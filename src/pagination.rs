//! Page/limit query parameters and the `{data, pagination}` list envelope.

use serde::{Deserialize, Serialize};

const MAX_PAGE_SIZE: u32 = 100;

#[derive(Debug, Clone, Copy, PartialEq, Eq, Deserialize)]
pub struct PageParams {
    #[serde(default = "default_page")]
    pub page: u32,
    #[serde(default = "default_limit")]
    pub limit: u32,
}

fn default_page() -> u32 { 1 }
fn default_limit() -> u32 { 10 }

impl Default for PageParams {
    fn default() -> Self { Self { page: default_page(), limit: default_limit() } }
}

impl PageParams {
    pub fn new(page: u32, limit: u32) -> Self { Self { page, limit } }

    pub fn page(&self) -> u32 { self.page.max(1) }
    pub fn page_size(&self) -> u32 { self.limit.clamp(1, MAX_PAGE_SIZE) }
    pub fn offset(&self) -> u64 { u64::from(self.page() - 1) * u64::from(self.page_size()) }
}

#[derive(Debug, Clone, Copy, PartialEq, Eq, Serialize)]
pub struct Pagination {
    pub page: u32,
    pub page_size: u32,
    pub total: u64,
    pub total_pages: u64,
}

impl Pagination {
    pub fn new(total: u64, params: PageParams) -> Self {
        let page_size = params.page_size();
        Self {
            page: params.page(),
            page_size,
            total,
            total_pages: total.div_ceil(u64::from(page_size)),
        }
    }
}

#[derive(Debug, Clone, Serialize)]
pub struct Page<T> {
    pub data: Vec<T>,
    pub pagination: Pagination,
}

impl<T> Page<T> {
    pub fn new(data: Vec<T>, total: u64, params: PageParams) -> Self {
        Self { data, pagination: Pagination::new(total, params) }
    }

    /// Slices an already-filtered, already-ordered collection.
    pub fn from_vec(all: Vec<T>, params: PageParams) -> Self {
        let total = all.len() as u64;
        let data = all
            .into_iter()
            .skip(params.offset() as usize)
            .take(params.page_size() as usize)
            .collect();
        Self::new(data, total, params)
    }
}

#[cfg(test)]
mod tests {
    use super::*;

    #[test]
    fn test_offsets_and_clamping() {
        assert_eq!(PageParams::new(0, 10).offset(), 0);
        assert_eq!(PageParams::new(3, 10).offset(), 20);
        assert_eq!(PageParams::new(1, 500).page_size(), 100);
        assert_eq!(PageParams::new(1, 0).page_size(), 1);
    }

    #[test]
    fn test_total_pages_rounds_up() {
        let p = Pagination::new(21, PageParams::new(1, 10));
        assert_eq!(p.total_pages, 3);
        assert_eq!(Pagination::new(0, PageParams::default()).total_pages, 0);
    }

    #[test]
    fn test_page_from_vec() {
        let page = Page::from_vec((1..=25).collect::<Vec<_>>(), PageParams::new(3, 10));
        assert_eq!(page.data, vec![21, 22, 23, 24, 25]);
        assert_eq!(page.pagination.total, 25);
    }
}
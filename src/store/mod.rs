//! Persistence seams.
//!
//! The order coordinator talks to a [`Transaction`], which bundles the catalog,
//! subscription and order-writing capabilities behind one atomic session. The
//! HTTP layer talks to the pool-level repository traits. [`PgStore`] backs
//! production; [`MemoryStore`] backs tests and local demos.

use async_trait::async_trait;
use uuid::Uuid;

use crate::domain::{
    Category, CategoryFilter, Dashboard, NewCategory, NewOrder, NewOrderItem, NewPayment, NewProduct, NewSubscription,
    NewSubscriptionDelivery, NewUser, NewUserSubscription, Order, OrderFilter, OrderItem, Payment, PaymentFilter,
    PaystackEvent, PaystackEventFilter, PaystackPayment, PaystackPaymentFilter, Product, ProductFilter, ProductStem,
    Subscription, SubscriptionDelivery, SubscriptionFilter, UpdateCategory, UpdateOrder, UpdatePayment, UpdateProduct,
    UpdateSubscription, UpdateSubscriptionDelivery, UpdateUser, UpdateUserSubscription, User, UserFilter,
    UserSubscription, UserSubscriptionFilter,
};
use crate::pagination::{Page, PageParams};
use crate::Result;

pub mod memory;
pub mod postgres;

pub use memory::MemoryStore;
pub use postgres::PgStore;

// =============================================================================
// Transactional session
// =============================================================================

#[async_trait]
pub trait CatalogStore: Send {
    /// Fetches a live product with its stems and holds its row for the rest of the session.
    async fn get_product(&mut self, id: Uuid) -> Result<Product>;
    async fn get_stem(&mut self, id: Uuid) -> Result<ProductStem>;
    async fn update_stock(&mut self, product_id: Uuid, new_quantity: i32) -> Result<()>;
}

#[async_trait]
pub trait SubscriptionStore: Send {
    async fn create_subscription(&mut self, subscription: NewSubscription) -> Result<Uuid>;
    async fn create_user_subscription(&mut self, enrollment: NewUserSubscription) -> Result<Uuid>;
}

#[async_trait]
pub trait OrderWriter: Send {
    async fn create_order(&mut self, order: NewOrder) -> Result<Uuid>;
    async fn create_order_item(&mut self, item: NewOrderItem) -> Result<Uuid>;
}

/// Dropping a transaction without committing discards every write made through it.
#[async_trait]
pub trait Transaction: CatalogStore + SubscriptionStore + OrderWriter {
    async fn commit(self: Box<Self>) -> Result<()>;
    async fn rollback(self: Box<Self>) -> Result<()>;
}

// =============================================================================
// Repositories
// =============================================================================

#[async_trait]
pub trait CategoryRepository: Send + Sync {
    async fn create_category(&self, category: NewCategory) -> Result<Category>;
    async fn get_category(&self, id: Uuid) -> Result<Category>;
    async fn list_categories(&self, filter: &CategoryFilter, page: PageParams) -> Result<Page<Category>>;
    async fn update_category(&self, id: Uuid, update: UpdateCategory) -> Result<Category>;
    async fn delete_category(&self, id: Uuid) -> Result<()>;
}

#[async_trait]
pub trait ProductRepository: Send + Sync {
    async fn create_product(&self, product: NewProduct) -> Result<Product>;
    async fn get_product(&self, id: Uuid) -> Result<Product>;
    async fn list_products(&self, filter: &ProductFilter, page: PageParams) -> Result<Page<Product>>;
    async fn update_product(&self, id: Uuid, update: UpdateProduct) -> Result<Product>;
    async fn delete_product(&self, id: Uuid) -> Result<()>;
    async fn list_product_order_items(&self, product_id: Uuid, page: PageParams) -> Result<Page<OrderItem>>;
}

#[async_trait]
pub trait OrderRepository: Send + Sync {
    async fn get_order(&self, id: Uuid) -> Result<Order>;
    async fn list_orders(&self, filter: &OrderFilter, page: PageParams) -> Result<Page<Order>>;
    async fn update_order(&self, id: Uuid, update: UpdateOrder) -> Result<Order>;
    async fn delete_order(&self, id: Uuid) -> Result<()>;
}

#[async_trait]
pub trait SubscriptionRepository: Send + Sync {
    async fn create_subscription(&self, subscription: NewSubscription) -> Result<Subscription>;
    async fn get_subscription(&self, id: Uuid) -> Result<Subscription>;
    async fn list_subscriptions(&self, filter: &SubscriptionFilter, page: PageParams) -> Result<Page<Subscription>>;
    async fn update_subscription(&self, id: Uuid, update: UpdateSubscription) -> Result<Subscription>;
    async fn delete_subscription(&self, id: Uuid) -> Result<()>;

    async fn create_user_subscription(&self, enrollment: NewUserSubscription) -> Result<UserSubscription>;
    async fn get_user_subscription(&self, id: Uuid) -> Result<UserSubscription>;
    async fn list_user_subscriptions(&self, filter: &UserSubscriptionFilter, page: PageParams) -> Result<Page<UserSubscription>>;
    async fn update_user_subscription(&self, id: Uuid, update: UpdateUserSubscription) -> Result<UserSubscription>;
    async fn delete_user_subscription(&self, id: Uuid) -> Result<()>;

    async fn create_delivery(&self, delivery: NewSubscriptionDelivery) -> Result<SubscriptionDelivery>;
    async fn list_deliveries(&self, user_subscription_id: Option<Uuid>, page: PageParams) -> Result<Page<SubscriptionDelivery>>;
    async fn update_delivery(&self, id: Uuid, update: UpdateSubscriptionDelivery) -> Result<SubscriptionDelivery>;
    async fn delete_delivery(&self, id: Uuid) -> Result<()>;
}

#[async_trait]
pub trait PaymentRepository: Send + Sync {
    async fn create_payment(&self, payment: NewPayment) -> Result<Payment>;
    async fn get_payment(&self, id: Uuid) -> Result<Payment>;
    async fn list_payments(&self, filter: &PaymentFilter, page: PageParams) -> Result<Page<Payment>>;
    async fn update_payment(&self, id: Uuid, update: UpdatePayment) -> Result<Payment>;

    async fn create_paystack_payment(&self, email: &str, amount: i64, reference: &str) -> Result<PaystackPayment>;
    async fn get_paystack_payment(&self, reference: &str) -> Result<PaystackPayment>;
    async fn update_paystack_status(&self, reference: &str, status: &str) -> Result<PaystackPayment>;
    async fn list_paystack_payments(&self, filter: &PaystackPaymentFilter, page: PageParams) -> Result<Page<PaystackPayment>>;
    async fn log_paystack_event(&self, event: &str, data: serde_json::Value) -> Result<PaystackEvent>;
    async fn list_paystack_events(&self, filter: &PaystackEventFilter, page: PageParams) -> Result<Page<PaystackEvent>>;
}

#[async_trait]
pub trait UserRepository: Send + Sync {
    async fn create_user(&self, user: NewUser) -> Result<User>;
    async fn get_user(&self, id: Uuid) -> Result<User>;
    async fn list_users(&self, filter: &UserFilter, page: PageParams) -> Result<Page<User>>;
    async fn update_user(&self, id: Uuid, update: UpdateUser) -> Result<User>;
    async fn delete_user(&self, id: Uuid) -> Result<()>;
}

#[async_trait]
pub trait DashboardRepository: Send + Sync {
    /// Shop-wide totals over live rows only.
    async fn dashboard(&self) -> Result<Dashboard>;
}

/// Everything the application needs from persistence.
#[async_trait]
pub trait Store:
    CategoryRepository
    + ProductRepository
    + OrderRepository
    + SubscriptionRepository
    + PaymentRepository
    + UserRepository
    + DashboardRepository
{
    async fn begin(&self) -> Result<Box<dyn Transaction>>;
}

+ + +

* _What the task requires_
Only the lines holding "struct" are wanted, so copy each of them from the material.

* _Task result_
pub struct PageParams {
pub struct Pagination {
pub struct Page<T> {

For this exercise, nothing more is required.